Mycotoxins are poisonous chemical compounds produced by certain fungi and they can have detrimental effects on animal production and health, if contaminated feeds are consumed. Mycotoxins
can be associated with endophytes in pastures, mould in hay, silage, grain or any other crops. This is particularly common in warm, humid conditions when the fungi are stressed, causing them to secrete toxins. For endophytes in pastures, the risk is usually from early spring through to autumn. For pastures, endophytes are concentrated at the crown and in the seed heads of pastures, so grazing too hard or grazing very mature grass will increase the risk of mycotoxins. Poorly made silage and hay are prone to being mouldy and can increase the risk of mycotoxins. Poor storage conditions of feed and grains can also lead to fungi growth, which can increase the risk.

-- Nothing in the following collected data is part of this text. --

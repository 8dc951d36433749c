use std::fmt::Debug;

use crate::config::LocationConfig;
use crate::core::{accessors, math::clip01};
use crate::models::Profile;

/// Source of the physical distance between two profiles.
///
/// Implementations must be pure: the same pair always yields the same
/// distance, so scores stay reproducible.
pub trait DistanceModel: Debug + Send + Sync {
    /// Distance in kilometers
    fn distance_km(&self, a: &Profile, b: &Profile) -> f64;
}

/// Area-level distance: 0 inside one area, a fixed estimate across areas.
///
/// Profiles only carry a named area, so this is the finest resolution
/// available without coordinates.
#[derive(Debug, Clone, Copy, PartialEq)]
pub struct AreaDistance {
    pub cross_area_km: f64,
}

impl AreaDistance {
    pub fn from_config(config: &LocationConfig) -> Self {
        Self {
            cross_area_km: config.cross_area_distance_km,
        }
    }
}

impl DistanceModel for AreaDistance {
    fn distance_km(&self, a: &Profile, b: &Profile) -> f64 {
        if same_area(a, b) {
            0.0
        } else {
            self.cross_area_km
        }
    }
}

/// Both profiles declare the same area (case-insensitive).
/// A missing area never matches.
#[inline]
pub fn same_area(a: &Profile, b: &Profile) -> bool {
    match (accessors::area(a), accessors::area(b)) {
        (Some(x), Some(y)) => x.eq_ignore_ascii_case(y),
        _ => false,
    }
}

/// Linear decay from 1 at distance 0 to 0 at `max_distance_km`
#[inline]
pub fn distance_decay(distance_km: f64, max_distance_km: f64) -> f64 {
    if max_distance_km.is_nan() || max_distance_km <= 0.0 {
        return 0.0;
    }
    clip01(1.0 - distance_km / max_distance_km)
}
use thiserror::Error;

use crate::models::Role;

/// Errors that stop a pair from being scored.
///
/// Hard-filter blocks are not errors; they are reported as
/// [`Outcome::Blocked`](crate::models::Outcome).
#[derive(Debug, Clone, Error, PartialEq)]
pub enum ScoringError {
    #[error("profile {profile_id} is incomplete: missing {field}")]
    IncompleteProfile { profile_id: String, field: &'static str },

    #[error("mixing weight for role {role:?} must be a finite value in [0, 1], got {weight}")]
    InvalidMixingWeight { role: Role, weight: f64 },
}
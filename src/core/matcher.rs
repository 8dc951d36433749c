use std::cmp::Ordering;
use std::sync::Arc;

use rayon::prelude::*;

use crate::config::{ConfigValidationError, ScoringConfig};
use crate::core::{
    cluster::ClusterAdjuster,
    distance::{AreaDistance, DistanceModel},
    error::ScoringError,
    features,
    filters::{self, FilterDecision},
    ranking::{RankingSampler, UniformSource},
    scoring::aggregate,
    synthetic::{LogitMixer, SecondaryPredictor, SyntheticPredictor},
};
use crate::models::{
    BaselineOutcome, ClusterScore, MatchResult, Outcome, Profile, RankedCandidate, Role, RolePair,
    ScoreOutcome, ScoredPair, ScoringMode,
};

/// Result of ranking a candidate pool
#[derive(Debug, Clone)]
pub struct Ranking {
    pub matches: Vec<RankedCandidate>,
    pub total_candidates: usize,
    /// Candidates rejected by a hard filter
    pub blocked: usize,
    /// Candidates that could not be scored (incomplete profile or self)
    pub skipped: usize,
}

/// Main matching orchestrator - runs the scoring pipeline
///
/// # Pipeline Stages
/// 1. Hard filters (dealbreakers, strict SN)
/// 2. Feature extraction
/// 3. Global aggregation
/// 4. Optional cluster adjustment
/// 5. Secondary prediction and log-odds mixing
/// 6. Gumbel-max ranking
///
/// The configuration is frozen behind an `Arc`; a `Matcher` is cheap to clone
/// and safe to share across threads.
#[derive(Debug, Clone)]
pub struct Matcher {
    config: Arc<ScoringConfig>,
    distance: Arc<dyn DistanceModel>,
    predictor: Arc<dyn SecondaryPredictor>,
}

impl Matcher {
    /// Freeze a tuning table, rejecting one that would leave a stage ill-defined
    pub fn new(config: ScoringConfig) -> Result<Self, ConfigValidationError> {
        config.validate()?;
        Ok(Self::from_validated(config))
    }

    pub fn with_default_config() -> Self {
        Self::from_validated(ScoringConfig::default())
    }

    fn from_validated(config: ScoringConfig) -> Self {
        let distance = AreaDistance::from_config(&config.location);
        let predictor = SyntheticPredictor::from_config(&config.synthetic);
        Self {
            config: Arc::new(config),
            distance: Arc::new(distance),
            predictor: Arc::new(predictor),
        }
    }

    /// Replace the area-based distance model
    pub fn with_distance_model(mut self, distance: Arc<dyn DistanceModel>) -> Self {
        self.distance = distance;
        self
    }

    /// Replace the synthetic secondary predictor, e.g. with a learned model
    pub fn with_predictor(mut self, predictor: Arc<dyn SecondaryPredictor>) -> Self {
        self.predictor = predictor;
        self
    }

    pub fn config(&self) -> &ScoringConfig {
        &self.config
    }

    pub fn sampler(&self) -> RankingSampler {
        RankingSampler::from_config(&self.config.ranking)
    }

    /// Filter, extract and aggregate one pair with the global model
    pub fn baseline(&self, a: &Profile, b: &Profile) -> Result<BaselineOutcome, ScoringError> {
        if let FilterDecision::Blocked(reason) = filters::evaluate(a, b, &self.config.hard_filters)? {
            tracing::debug!(
                "Pair {} / {} blocked: {}",
                a.id,
                b.id,
                reason.code()
            );
            return Ok(Outcome::Blocked { reason });
        }

        let features = features::extract(a, b, &self.config, self.distance.as_ref())?;
        Ok(Outcome::Scored(aggregate(features, &self.config)))
    }

    /// Score one pair under `mode`.
    ///
    /// `weights` holds each role's trust in the base probability for mixing
    /// (1.0 ignores the secondary predictor). Blocked pairs are returned as
    /// [`Outcome::Blocked`] with a match probability of exactly 0.
    pub fn score_pair(
        &self,
        a: &Profile,
        b: &Profile,
        mode: ScoringMode,
        weights: RolePair<f64>,
    ) -> Result<ScoreOutcome, ScoringError> {
        validate_weights(weights)?;

        let baseline = match self.baseline(a, b)? {
            Outcome::Blocked { reason } => return Ok(Outcome::Blocked { reason }),
            Outcome::Scored(result) => result,
        };

        let scored = match mode {
            ScoringMode::BaselineOnly => ScoredPair {
                mode,
                p_match: baseline.p_match,
                base: baseline.like,
                synthetic: None,
                final_like: baseline.like,
                mixing: None,
                clusters: None,
                baseline,
            },
            ScoringMode::BaselinePlusSynthetic => {
                let base = baseline.like;
                self.mixed(a, b, mode, base, weights, None, baseline)
            }
            ScoringMode::ClusterAdjustedPlusSynthetic => {
                let adjuster = ClusterAdjuster::new(&self.config.clusters);
                let clusters = RolePair::new(
                    adjuster.adjust(Role::A, a, &baseline.details),
                    adjuster.adjust(Role::B, b, &baseline.details),
                );
                let base = RolePair::new(clusters.a.probability, clusters.b.probability);
                self.mixed(a, b, mode, base, weights, Some(clusters), baseline)
            }
        };

        tracing::debug!(
            "Scored pair {} / {} ({:?}): p_match={:.4}",
            a.id,
            b.id,
            mode,
            scored.p_match
        );

        Ok(Outcome::Scored(scored))
    }

    #[allow(clippy::too_many_arguments)]
    fn mixed(
        &self,
        a: &Profile,
        b: &Profile,
        mode: ScoringMode,
        base: RolePair<f64>,
        weights: RolePair<f64>,
        clusters: Option<RolePair<ClusterScore>>,
        baseline: MatchResult,
    ) -> ScoredPair {
        let synthetic = self.predictor.predict(a, b, base);
        let mixing = LogitMixer::from_config(&self.config.mixing).mix_pair(base, synthetic, weights);
        let final_like = RolePair::new(mixing.a.probability, mixing.b.probability);

        ScoredPair {
            mode,
            p_match: final_like.product(),
            base,
            synthetic: Some(synthetic),
            final_like,
            mixing: Some(mixing),
            clusters,
            baseline,
        }
    }

    /// Rank a candidate pool for `subject`, who plays `subject_role`.
    ///
    /// Pairs are scored in parallel. Blocked and unscorable candidates are
    /// dropped and counted. One uniform draw is taken from `source` per
    /// surviving candidate, in input order, so a seeded source reproduces
    /// the same ranking.
    #[allow(clippy::too_many_arguments)]
    pub fn rank_candidates<S: UniformSource + ?Sized>(
        &self,
        subject: &Profile,
        subject_role: Role,
        candidates: &[Profile],
        mode: ScoringMode,
        weights: RolePair<f64>,
        limit: usize,
        source: &mut S,
    ) -> Result<Ranking, ScoringError> {
        validate_weights(weights)?;

        let total_candidates = candidates.len();

        let outcomes: Vec<Option<Result<ScoreOutcome, ScoringError>>> = candidates
            .par_iter()
            .map(|candidate| {
                // Exclude self
                if candidate.id == subject.id {
                    return None;
                }
                let (a, b) = match subject_role {
                    Role::A => (subject, candidate),
                    Role::B => (candidate, subject),
                };
                Some(self.score_pair(a, b, mode, weights))
            })
            .collect();

        let sampler = self.sampler();
        let mut blocked = 0;
        let mut skipped = 0;
        let mut matches = Vec::with_capacity(total_candidates);

        for (candidate, outcome) in candidates.iter().zip(outcomes) {
            match outcome {
                Some(Ok(Outcome::Scored(scored))) => matches.push(RankedCandidate {
                    candidate_id: candidate.id.clone(),
                    name: candidate.name.clone(),
                    p_match: scored.p_match,
                    rank_score: sampler.rank_score(scored.p_match, source),
                }),
                Some(Ok(Outcome::Blocked { .. })) => blocked += 1,
                Some(Err(e)) => {
                    tracing::warn!("Skipping candidate {} for {}: {}", candidate.id, subject.id, e);
                    skipped += 1;
                }
                None => skipped += 1,
            }
        }

        // Sort by rank score (descending), ties by id for a stable order
        matches.sort_by(|x, y| {
            y.rank_score
                .partial_cmp(&x.rank_score)
                .unwrap_or(Ordering::Equal)
                .then_with(|| x.candidate_id.cmp(&y.candidate_id))
        });
        matches.truncate(limit);

        tracing::debug!(
            "Ranked {} of {} candidates for {} ({} blocked, {} skipped)",
            matches.len(),
            total_candidates,
            subject.id,
            blocked,
            skipped
        );

        Ok(Ranking {
            matches,
            total_candidates,
            blocked,
            skipped,
        })
    }
}

impl Default for Matcher {
    fn default() -> Self {
        Self::with_default_config()
    }
}

/// Mixing weights must be finite and inside [0, 1]
pub fn validate_weights(weights: RolePair<f64>) -> Result<(), ScoringError> {
    for (role, weight) in [(Role::A, weights.a), (Role::B, weights.b)] {
        if !weight.is_finite() || !(0.0..=1.0).contains(&weight) {
            return Err(ScoringError::InvalidMixingWeight { role, weight });
        }
    }
    Ok(())
}

#[cfg(test)]
mod tests {
    use super::*;
    use crate::core::ranking::FixedSource;
    use crate::models::BlockReason;
    use serde_json::{json, Value};

    fn create_candidate(id: &str, ie: f64, sn: f64, facts: Value) -> Profile {
        serde_json::from_value(json!({
            "id": id,
            "facts": facts,
            "inferences": {
                "mbti_axes": { "IE": { "value": ie }, "SN": { "value": sn }, "JP": { "value": 0.5 } },
                "hobbies": [ { "name": "climbing", "involvement": 0.8 } ],
                "humour_profile": { "styles": { "witty": { "value": 0.7 } } }
            }
        }))
        .unwrap()
    }

    fn subject() -> Profile {
        create_candidate("subject", 0.5, 0.6, json!({ "current_area": "Koramangala" }))
    }

    const EVEN: RolePair<f64> = RolePair { a: 0.7, b: 0.7 };

    #[test]
    fn test_baseline_only_has_no_synthetic_stage() {
        let matcher = Matcher::with_default_config();
        let other = create_candidate("other", 0.5, 0.6, json!({ "current_area": "Koramangala" }));

        let outcome = matcher
            .score_pair(&subject(), &other, ScoringMode::BaselineOnly, EVEN)
            .unwrap();
        let scored = outcome.scored().unwrap();

        assert!(scored.synthetic.is_none());
        assert_eq!(scored.final_like, scored.baseline.like);
        assert_eq!(scored.p_match, scored.baseline.p_match);
    }

    #[test]
    fn test_full_trust_in_base_reproduces_baseline() {
        let matcher = Matcher::with_default_config();
        let other = create_candidate("other", 0.3, 0.6, json!({}));

        let outcome = matcher
            .score_pair(&subject(), &other, ScoringMode::BaselinePlusSynthetic, RolePair::new(1.0, 1.0))
            .unwrap();
        let scored = outcome.scored().unwrap();

        assert!((scored.p_match - scored.baseline.p_match).abs() < 1e-9);
        assert!(scored.synthetic.is_some());
    }

    #[test]
    fn test_cluster_mode_reports_clusters() {
        let matcher = Matcher::with_default_config();
        let other = create_candidate("other", 0.3, 0.6, json!({}));

        let outcome = matcher
            .score_pair(&subject(), &other, ScoringMode::ClusterAdjustedPlusSynthetic, EVEN)
            .unwrap();
        let scored = outcome.scored().unwrap();
        let clusters = scored.clusters.as_ref().unwrap();

        assert_eq!(scored.base.a, clusters.a.probability);
        assert_eq!(scored.base.b, clusters.b.probability);
    }

    #[test]
    fn test_invalid_weight_rejected() {
        let matcher = Matcher::with_default_config();
        let other = create_candidate("other", 0.3, 0.6, json!({}));

        let err = matcher
            .score_pair(&subject(), &other, ScoringMode::BaselinePlusSynthetic, RolePair::new(0.5, 1.5))
            .unwrap_err();
        assert_eq!(err, ScoringError::InvalidMixingWeight { role: Role::B, weight: 1.5 });

        assert!(validate_weights(RolePair::new(f64::NAN, 0.5)).is_err());
    }

    #[test]
    fn test_blocked_pair() {
        let matcher = Matcher::with_default_config();
        let picky = create_candidate("picky", 0.5, 0.5, json!({ "dealbreakers": { "smoking": "must_not_smoke" } }));
        let smoker = create_candidate("smoker", 0.5, 0.5, json!({ "smoking": "yes" }));

        let outcome = matcher
            .score_pair(&picky, &smoker, ScoringMode::ClusterAdjustedPlusSynthetic, EVEN)
            .unwrap();

        assert_eq!(outcome.p_match(), 0.0);
        assert!(matches!(
            outcome.block_reason(),
            Some(BlockReason::Dealbreaker { imposed_by: Role::A, .. })
        ));
    }

    #[test]
    fn test_rank_candidates_drops_blocked_and_incomplete() {
        let matcher = Matcher::with_default_config();
        let mut incomplete = create_candidate("incomplete", 0.5, 0.5, json!({}));
        incomplete.inferences.personality.jp = None;

        let candidates = vec![
            create_candidate("near", 0.5, 0.6, json!({ "current_area": "Koramangala" })),
            create_candidate("smoker", 0.5, 0.6, json!({ "smoking": "yes" })),
            incomplete,
            create_candidate("far", 0.9, 0.1, json!({ "current_area": "Whitefield" })),
            subject(),
        ];
        let mut picky = subject();
        picky.facts.dealbreakers = serde_json::from_value(json!({ "smoking": "must_not_smoke" })).unwrap();

        let mut source = FixedSource::constant(0.5);
        let ranking = matcher
            .rank_candidates(&picky, Role::A, &candidates, ScoringMode::BaselineOnly, EVEN, 10, &mut source)
            .unwrap();

        assert_eq!(ranking.total_candidates, 5);
        assert_eq!(ranking.blocked, 1);
        assert_eq!(ranking.skipped, 2);
        assert_eq!(ranking.matches.len(), 2);
        // With identical noise the order follows p_match
        assert_eq!(ranking.matches[0].candidate_id, "near");
        assert!(ranking.matches[0].p_match > ranking.matches[1].p_match);
    }

    #[test]
    fn test_rank_candidates_respects_limit() {
        let matcher = Matcher::with_default_config();
        let candidates: Vec<Profile> = (0..20)
            .map(|i| create_candidate(&format!("c{}", i), (i as f64) / 20.0, 0.5, json!({})))
            .collect();

        let mut source = FixedSource::new(vec![0.2, 0.8, 0.5]);
        let ranking = matcher
            .rank_candidates(&subject(), Role::B, &candidates, ScoringMode::BaselinePlusSynthetic, EVEN, 5, &mut source)
            .unwrap();

        assert_eq!(ranking.matches.len(), 5);
        assert!(ranking
            .matches
            .windows(2)
            .all(|w| w[0].rank_score >= w[1].rank_score));
    }

    #[test]
    fn test_new_rejects_invalid_table() {
        let mut config = ScoringConfig::default();
        config.mixing.clamp_epsilon = 0.0;

        assert_eq!(
            Matcher::new(config).unwrap_err(),
            ConfigValidationError::NotPositive { field: "mixing.clamp_epsilon", value: 0.0 }
        );
        assert!(Matcher::new(ScoringConfig::default()).is_ok());
    }
}
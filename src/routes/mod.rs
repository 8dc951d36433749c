// Route exports
pub mod matches;

use actix_web::{error, http::StatusCode, web, HttpRequest, HttpResponse};

use crate::models::ErrorResponse;

pub fn configure_routes(cfg: &mut web::ServiceConfig) {
    cfg.service(
        web::scope("/api/v1")
            .configure(matches::configure),
    );
}

/// JSON error response for malformed payloads
#[derive(Debug)]
pub struct JsonError(pub ErrorResponse);

impl std::fmt::Display for JsonError {
    fn fmt(&self, f: &mut std::fmt::Formatter<'_>) -> std::fmt::Result {
        write!(f, "{}: {}", self.0.error, self.0.message)
    }
}

impl std::error::Error for JsonError {}

impl error::ResponseError for JsonError {
    fn status_code(&self) -> StatusCode {
        StatusCode::from_u16(self.0.status_code).unwrap_or(StatusCode::BAD_REQUEST)
    }

    fn error_response(&self) -> HttpResponse {
        HttpResponse::build(self.status_code()).json(&self.0)
    }
}

/// Handle JSON payload errors
pub fn handle_json_payload_error(err: error::JsonPayloadError, req: &HttpRequest) -> actix_web::Error {
    tracing::info!("JSON payload error on {}: {}", req.path(), err);
    JsonError(ErrorResponse {
        error: "invalid_json".to_string(),
        message: format!("Invalid JSON: {}", err),
        status_code: 400,
    })
    .into()
}
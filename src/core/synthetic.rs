//! Secondary predictor and log-odds mixing.
//!
//! The secondary predictor stands in for a learned model. It is a trait so a
//! real model can replace the hash-seeded default without touching the mixer.

use std::fmt::Debug;

use xxhash_rust::xxh3::xxh3_64;

use crate::config::{MixingConfig, SyntheticConfig};
use crate::core::math::{clamp_probability, clip01, logistic, logit};
use crate::models::{LogitMix, Profile, RolePair};

/// Separates the two ids so ("ab", "c") and ("a", "bc") hash differently
const PAIR_SEPARATOR: u8 = 0xFF;

/// A second opinion on each role's like probability
pub trait SecondaryPredictor: Debug + Send + Sync {
    /// Predict per-role probabilities in [0, 1] given the base probabilities
    fn predict(&self, a: &Profile, b: &Profile, base: RolePair<f64>) -> RolePair<f64>;
}

/// Deterministic unit-interval value for an ordered pair of ids.
///
/// Pure function of `(id_a, id_b)`: no process state, no seed, stable across
/// runs and platforms.
pub fn pair_seed(id_a: &str, id_b: &str) -> f64 {
    let mut bytes = Vec::with_capacity(id_a.len() + id_b.len() + 1);
    bytes.extend_from_slice(id_a.as_bytes());
    bytes.push(PAIR_SEPARATOR);
    bytes.extend_from_slice(id_b.as_bytes());

    // Top 53 bits map exactly onto the f64 mantissa
    (xxh3_64(&bytes) >> 11) as f64 / (1u64 << 53) as f64
}

/// Hash-seeded perturbation of the base probabilities.
///
/// Role A moves by `delta`, role B by `-delta`, modelling a second model that
/// disagrees with the baseline in opposite directions for the two sides.
#[derive(Debug, Clone, Copy, PartialEq)]
pub struct SyntheticPredictor {
    pub amplitude: f64,
}

impl SyntheticPredictor {
    pub fn new(amplitude: f64) -> Self {
        Self { amplitude }
    }

    pub fn from_config(config: &SyntheticConfig) -> Self {
        Self::new(config.amplitude)
    }

    /// Perturbation for role A, in `[-amplitude, amplitude)`
    pub fn delta(&self, id_a: &str, id_b: &str) -> f64 {
        (pair_seed(id_a, id_b) - 0.5) * 2.0 * self.amplitude
    }
}

impl Default for SyntheticPredictor {
    fn default() -> Self {
        Self::from_config(&SyntheticConfig::default())
    }
}

impl SecondaryPredictor for SyntheticPredictor {
    fn predict(&self, a: &Profile, b: &Profile, base: RolePair<f64>) -> RolePair<f64> {
        let delta = self.delta(&a.id, &b.id);
        RolePair::new(clip01(base.a + delta), clip01(base.b - delta))
    }
}

/// Smallest clamp the mixer applies, whatever it was configured with
pub const MIN_CLAMP_EPSILON: f64 = f64::EPSILON;

/// Linear blend of two probabilities in log-odds space
#[derive(Debug, Clone, Copy, PartialEq)]
pub struct LogitMixer {
    pub clamp_epsilon: f64,
}

impl LogitMixer {
    pub fn new(clamp_epsilon: f64) -> Self {
        Self { clamp_epsilon }
    }

    pub fn from_config(config: &MixingConfig) -> Self {
        Self::new(config.clamp_epsilon)
    }

    /// `weight` 1.0 trusts `base` fully, 0.0 trusts `synthetic` fully
    pub fn mix(&self, base: f64, synthetic: f64, weight: f64) -> LogitMix {
        // A zero or NaN epsilon would let log-odds reach infinity
        let epsilon = self.clamp_epsilon.max(MIN_CLAMP_EPSILON);
        let base_logit = logit(clamp_probability(base, epsilon));
        let synthetic_logit = logit(clamp_probability(synthetic, epsilon));
        let final_logit = weight * base_logit + (1.0 - weight) * synthetic_logit;

        LogitMix {
            base_logit,
            synthetic_logit,
            final_logit,
            probability: logistic(final_logit),
        }
    }

    /// Mix each role independently
    pub fn mix_pair(&self, base: RolePair<f64>, synthetic: RolePair<f64>, weights: RolePair<f64>) -> RolePair<LogitMix> {
        RolePair::new(
            self.mix(base.a, synthetic.a, weights.a),
            self.mix(base.b, synthetic.b, weights.b),
        )
    }
}

impl Default for LogitMixer {
    fn default() -> Self {
        Self::from_config(&MixingConfig::default())
    }
}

Mycotoxicosis will reduce milk production and fertility, increase somatic cell count (SCC), increase disease susceptibility, result in staggers, haemorrhaging, liver disease or damage and reduced longevity.

Steps to minimizing risk:

• Properly made silage and hay are at low risk of mould and therefore mycotoxins. Consider the use of inoculum to minimise risk.

• If possible avoid grazing pastures too hard or grazing very mature pastures.

• Consider the use of mycotoxin binders to be included with your pellets when it is not possible to avoid infested pastures or contaminated feeds.